The question is fairly simple. How do I return the minimum purchase date for each customer using Tidier?
using Tidier, DataFrames, Plots, CSV
#params
f = "path"
df = CSV.File(f) |> DataFrame
df = @chain df begin
@select(SHOPIFY_ORDER_ID, CUSTOMER_ID, SHIPMONTH, GROSS_REVENUE, Country)
@rename(order_id = SHOPIFY_ORDER_ID,
customer_id = CUSTOMER_ID,
date = SHIPMONTH,
revenue = GROSS_REVENUE,
country = Country)
@filter(country != "CA")
@filter(!ismissing(date))
@filter(revenue != 0.0)
end
# logic to calculate summary stats
df_sum = @chain df begin
@group_by(customer_id)
@mutate(
cohort = min(date)
)
end
min(df[!, :date])
for df_sum I receive the following error:
ERROR: ArgumentError: argument is not a permutation Stacktrace: [1] invperm(a::Vector{Int64}) @ Base .combinatorics.jl:282 [2] groupby(df::DataFrame, cols::Cols{Tuple{Symbol}}; sort::Bool, skipmissing::Bool) @ DataFrames C:path.juliapackagesDataFramesLteElsrcgroupeddataframegroupeddataframe.jl:264 [3] top-level scope @ path.jl:453
When attemtping to identify the min date in the data.frame I receive the error:
ERROR: MethodError: no method matching min(::Vector{Union{Missing, Dates.Date}})

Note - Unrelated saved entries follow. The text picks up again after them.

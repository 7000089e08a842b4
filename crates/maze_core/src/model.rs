//! Per-maze data and the mutation rules that keep it consistent.

use std::{cell::OnceCell, collections::BTreeSet};

use shared::{
    domain::{GridSize, MazeId, PathKind, PointId},
    protocol::MazeRecord,
};

use crate::{
    error::{MazeError, MazeResult},
    geometry,
};

pub type PointSet = BTreeSet<PointId>;

#[derive(Debug, Clone, PartialEq, Eq)]
pub struct PathOverlay {
    pub kind: PathKind,
    pub points: PointSet,
}

#[derive(Debug, Clone, Copy, PartialEq, Eq)]
pub enum MazeState {
    /// Empty slot, only `Create` is offered.
    Unconfigured,
    /// Grid drawn locally, not yet submitted.
    Configured,
    Unsolved,
    PathShown,
}

#[derive(Debug, Clone, Default)]
pub struct MazeModel {
    grid_size: Option<GridSize>,
    maze_id: Option<MazeId>,
    initial_walls: Vec<PointId>,
    wall_set: OnceCell<PointSet>,
    entrance: Option<PointId>,
    overlay: Option<PathOverlay>,
    request_seq: u64,
}

impl MazeModel {
    pub fn new() -> Self {
        Self::default()
    }

    pub fn from_record(record: MazeRecord) -> Self {
        Self {
            grid_size: Some(record.grid_size),
            maze_id: Some(record.maze_id),
            initial_walls: record.walls,
            wall_set: OnceCell::new(),
            entrance: record.entrance,
            overlay: None,
            request_seq: 0,
        }
    }

    pub fn grid_size(&self) -> Option<GridSize> {
        self.grid_size
    }

    pub fn maze_id(&self) -> Option<MazeId> {
        self.maze_id
    }

    pub fn entrance(&self) -> Option<&PointId> {
        self.entrance.as_ref()
    }

    /// The wall set, derived from the initial wall list on first use.
    pub fn walls(&self) -> &PointSet {
        self.wall_set
            .get_or_init(|| self.initial_walls.iter().cloned().collect())
    }

    pub fn is_wall(&self, point: &PointId) -> bool {
        self.walls().contains(point)
    }

    pub fn overlay(&self) -> Option<&PathOverlay> {
        self.overlay.as_ref()
    }

    pub fn min_path_set(&self) -> Option<&PointSet> {
        self.path_set(PathKind::Min)
    }

    pub fn max_path_set(&self) -> Option<&PointSet> {
        self.path_set(PathKind::Max)
    }

    /// Whichever overlay is currently shown.
    pub fn active_path_set(&self) -> Option<&PointSet> {
        self.overlay.as_ref().map(|overlay| &overlay.points)
    }

    pub fn has_overlay(&self) -> bool {
        self.overlay.is_some()
    }

    pub fn request_seq(&self) -> u64 {
        self.request_seq
    }

    pub fn state(&self) -> MazeState {
        match (self.grid_size, self.maze_id, &self.overlay) {
            (None, _, _) => MazeState::Unconfigured,
            (Some(_), None, _) => MazeState::Configured,
            (Some(_), Some(_), None) => MazeState::Unsolved,
            (Some(_), Some(_), Some(_)) => MazeState::PathShown,
        }
    }

    pub fn set_grid_size(&mut self, columns: u32, rows: u32) -> MazeResult<()> {
        let grid = geometry::check_grid(GridSize::new(columns, rows)?)?;
        self.grid_size = Some(grid);
        Ok(())
    }

    /// Flips wall membership of `point`; returns whether it is now a wall.
    pub fn toggle_wall(&mut self, point: &PointId) -> MazeResult<bool> {
        self.ensure_configured()?;
        let mut walls = self.take_walls();
        let is_wall = if walls.remove(point) {
            false
        } else {
            walls.insert(point.clone())
        };
        self.wall_set = OnceCell::from(walls);
        Ok(is_wall)
    }

    pub fn set_entrance(&mut self, point: &PointId) -> MazeResult<()> {
        self.ensure_configured()?;
        self.entrance = Some(point.clone());
        Ok(())
    }

    pub fn clear_entrance(&mut self) -> MazeResult<()> {
        self.ensure_configured()?;
        self.entrance = None;
        Ok(())
    }

    /// Clears the entrance when `point` already holds it, otherwise moves it there.
    /// Returns whether `point` is the entrance afterwards.
    pub fn toggle_entrance(&mut self, point: &PointId) -> MazeResult<bool> {
        if self.entrance.as_ref() == Some(point) {
            self.clear_entrance()?;
            return Ok(false);
        }
        self.set_entrance(point)?;
        Ok(true)
    }

    /// Installs `points` as the `kind` overlay. An empty or absent path clears both kinds.
    pub fn set_path_overlay<I>(&mut self, kind: PathKind, points: Option<I>) -> MazeResult<()>
    where
        I: IntoIterator<Item = PointId>,
    {
        self.ensure_configured()?;
        self.overlay = None;
        let points: PointSet = points.into_iter().flatten().collect();
        if !points.is_empty() {
            self.overlay = Some(PathOverlay { kind, points });
        }
        Ok(())
    }

    pub fn clear_path_overlay(&mut self) {
        self.overlay = None;
    }

    /// Marks `seq` as the current request generation; earlier tickets stop being current.
    pub(crate) fn set_request_seq(&mut self, seq: u64) {
        self.request_seq = seq;
    }

    fn path_set(&self, kind: PathKind) -> Option<&PointSet> {
        self.overlay
            .as_ref()
            .filter(|overlay| overlay.kind == kind)
            .map(|overlay| &overlay.points)
    }

    fn take_walls(&mut self) -> PointSet {
        let walls = self
            .wall_set
            .take()
            .unwrap_or_else(|| self.initial_walls.drain(..).collect());
        self.initial_walls.clear();
        walls
    }

    fn ensure_configured(&self) -> MazeResult<()> {
        if self.grid_size.is_none() {
            return Err(MazeError::NotConfigured);
        }
        Ok(())
    }
}

#[cfg(test)]
#[path = "tests/model_tests.rs"]
mod tests;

Closest candidates are: min(::Any, ::Missing) @ Base missing.jl:134 min(::Any, ::Any) @ Base operators.jl:481
min(::Any, ::Any, ::Any, ::Any...) @ Base operators.jl:578 ...Stacktrace: [1] top-level scope @ c:pathscript.jl:28
Which indicates to me that min doesn t work where there is a Missing data type, but I m not sure how to solve from there.